One-to-one technology in Manteca

Not all schools and school districts can expect students to bring their own technologies. So when the Manteca Unified School District (MUSD) in Manteca, Calif., created its “Going Digital 2015 Project,” it began by figuring out how to finance an annual technology budget line.

The program stems from the realization of the role that technology is playing and will continue to play in 21st-century life. Given that role, the district decided it had to equip MUSD teachers and students with technology, a decision that will cost the district $30 million per year.

Where will that money come from? “Six years ago, California made huge budget cuts,” says Clara Schmiedt, senior director of curriculum and instruction at MUSD. “We drastically cut our own budget. As we came out of that horrible time and money came back into the budget, our board agreed to reallocate funds to begin the annual $30 million investment in the technology initiative.

“By reallocating, the board took funds from other lines in the budget and created a separate, continuing line item for technology.”

The new line item first addressed infrastructure needs and spent $20 million to install a wireless system for Internet access in all of the district’s schools — 20 elementary schools, five high schools, two alternative high schools and a charter school.

Currently, the district is completing the distribution of devices to students and teachers. “We started deploying devices in January, and we’re almost finished,” Schmiedt says.

When the deployment is finished, all 23,000 students will have a Panasonic 3E two-in-one device with Microsoft software. As you may know, a two-in-one device resembles a laptop computer. It opens up with a screen and keyboard A two-in-one device has a removable screen. It unplugs from the keyboard and becomes a tablet.

Students have three choices for using the device. They can use the keyboard, touch screen or a screen stylus.

The teachers received a Microsoft Surface Pro 2 tablet, which also doubles as a laptop and tablet. Teachers also received a Miracast wireless screen projection device.

“As we deploy the technology, we are making regular site visits,” says Schmiedt. “I visit schools every week, and it is amazing how teachers have already begun using the devices with students.”

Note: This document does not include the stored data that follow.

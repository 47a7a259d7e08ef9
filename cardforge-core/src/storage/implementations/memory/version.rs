//! In-memory VersionStore implementation

use anyhow::Result;
use async_trait::async_trait;
use serde_json::Value;
use std::collections::HashMap;
use std::sync::Mutex;

use super::lock;
use crate::storage::helper::{json_hash, unix_timestamp};
use crate::storage::ids::{CardId, VersionId};
use crate::storage::traits::VersionStore;
use crate::storage::types::VersionSnapshot;

/// In-memory version store
#[derive(Debug, Default)]
pub struct MemoryVersionStore {
    versions: Mutex<HashMap<VersionId, VersionSnapshot>>,
}

impl MemoryVersionStore {
    pub fn new() -> Self {
        Self::default()
    }
}

#[async_trait]
impl VersionStore for MemoryVersionStore {
    async fn create_version(
        &self,
        card_id: &CardId,
        data: Value,
        message: &str,
    ) -> Result<VersionSnapshot> {
        let mut versions = lock(&self.versions)?;
        let version_number = versions
            .values()
            .filter(|v| &v.card_id == card_id)
            .map(|v| v.version_number)
            .max()
            .map(|n| n + 1)
            .unwrap_or(1);

        let snapshot = VersionSnapshot {
            id: VersionId::new(),
            card_id: card_id.clone(),
            version_number,
            message: message.to_string(),
            content_hash: json_hash(&data),
            data,
            created_at: unix_timestamp(),
        };
        versions.insert(snapshot.id.clone(), snapshot.clone());
        Ok(snapshot)
    }

    async fn get_version(&self, id: &VersionId) -> Result<Option<VersionSnapshot>> {
        Ok(lock(&self.versions)?.get(id).cloned())
    }

    async fn list_versions(&self, card_id: &CardId) -> Result<Vec<VersionSnapshot>> {
        let versions = lock(&self.versions)?;
        let mut result: Vec<_> = versions
            .values()
            .filter(|v| &v.card_id == card_id)
            .cloned()
            .collect();
        result.sort_by_key(|v| v.version_number);
        Ok(result)
    }

    async fn delete_version(&self, id: &VersionId) -> Result<bool> {
        Ok(lock(&self.versions)?.remove(id).is_some())
    }
}

#[cfg(test)]
mod tests {
    use super::*;
    use serde_json::json;

    #[tokio::test]
    async fn test_version_numbers_per_card() {
        let store = MemoryVersionStore::new();
        let a = CardId::from_string("a");
        let b = CardId::from_string("b");

        let v1 = store.create_version(&a, json!({"n": 1}), "first").await.unwrap();
        let v2 = store.create_version(&a, json!({"n": 2}), "second").await.unwrap();
        let other = store.create_version(&b, json!({"n": 1}), "other").await.unwrap();

        assert_eq!(v1.version_number, 1);
        assert_eq!(v2.version_number, 2);
        assert_eq!(other.version_number, 1);
        assert_eq!(v1.content_hash, other.content_hash);

        let listed = store.list_versions(&a).await.unwrap();
        let numbers: Vec<_> = listed.iter().map(|v| v.version_number).collect();
        assert_eq!(numbers, vec![1, 2]);
    }

    #[tokio::test]
    async fn test_delete_does_not_reuse_numbers_below_max() {
        let store = MemoryVersionStore::new();
        let card = CardId::from_string("a");
        let v1 = store.create_version(&card, json!({}), "one").await.unwrap();
        let v2 = store.create_version(&card, json!({}), "two").await.unwrap();

        assert!(store.delete_version(&v1.id).await.unwrap());
        let v3 = store.create_version(&card, json!({}), "three").await.unwrap();
        assert_eq!(v3.version_number, v2.version_number + 1);
        assert!(store.get_version(&v1.id).await.unwrap().is_none());
    }
}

Teachers will also receive training in classroom applications of the technology. In its brochure about the “Going Digital 2015, the district says, “As teachers are provided with deeper, more advanced staff development, they should begin to integrate a variety of digital devices into their instruction and into student learning opportunities in a manner that is seamless and natural.”

Digital Video Schools

PHOTOS COURTESY OF TAMPA PREPARATORY SCHOOL

Wall Drawings. Students and teachers use their fingers to write comments on projected images. The images, video and annotations can later be saved as a file that the class could access from computers or iPads.

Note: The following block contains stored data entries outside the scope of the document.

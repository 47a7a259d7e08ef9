//! Version snapshot types

use serde::{Deserialize, Serialize};
use serde_json::Value;

use crate::storage::ids::{CardId, VersionId};

/// Immutable copy of a card's data payload at a point in time
#[derive(Debug, Clone, PartialEq, Serialize, Deserialize)]
#[serde(rename_all = "camelCase")]
pub struct VersionSnapshot {
    pub id: VersionId,
    pub card_id: CardId,
    /// Monotonically increasing per card, starting at 1
    pub version_number: i64,
    pub message: String,
    pub data: Value,
    /// SHA-256 of the compact JSON payload
    pub content_hash: String,
    pub created_at: i64,
}

/// Listing form of a snapshot, without the payload
#[derive(Debug, Clone, PartialEq, Eq, Serialize, Deserialize)]
#[serde(rename_all = "camelCase")]
pub struct VersionInfo {
    pub id: VersionId,
    pub version_number: i64,
    pub message: String,
    pub content_hash: String,
    pub created_at: i64,
}

impl From<&VersionSnapshot> for VersionInfo {
    fn from(v: &VersionSnapshot) -> Self {
        Self {
            id: v.id.clone(),
            version_number: v.version_number,
            message: v.message.clone(),
            content_hash: v.content_hash.clone(),
            created_at: v.created_at,
        }
    }
}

Additional classroom technology includes an Actiontec ScreenBeam, a wireless connection that teachers and students can use to project material from their devices to the classroom projector.

Like Tampa Prep, MUSD offers a video production course of study and has bought a Panasonic package called Studio in a Box to support those classes.

Currently, a couple of classes are designing and building a system that will stream video of the district’s sporting events over the net.

When completed, the MUSD program will provide digital access to all students in grades K-12 during the instructional day. Students in grades 4 through 12 may be able to take their devices home. That hasn’t been decided yet.

However, the district also plans to facilitate student access to the Internet through their own personal devices and to develop a financially practical program for families to lease or purchase the devices for their children.

Both Tampa Prep and MUSD have tuned in to the technology tools with which students will need to become proficient to live well and work productively in the 21st century. Both have addressed the huge financial challenge posed by equipping entire schools with technology. Each has found a different but effective financing approach.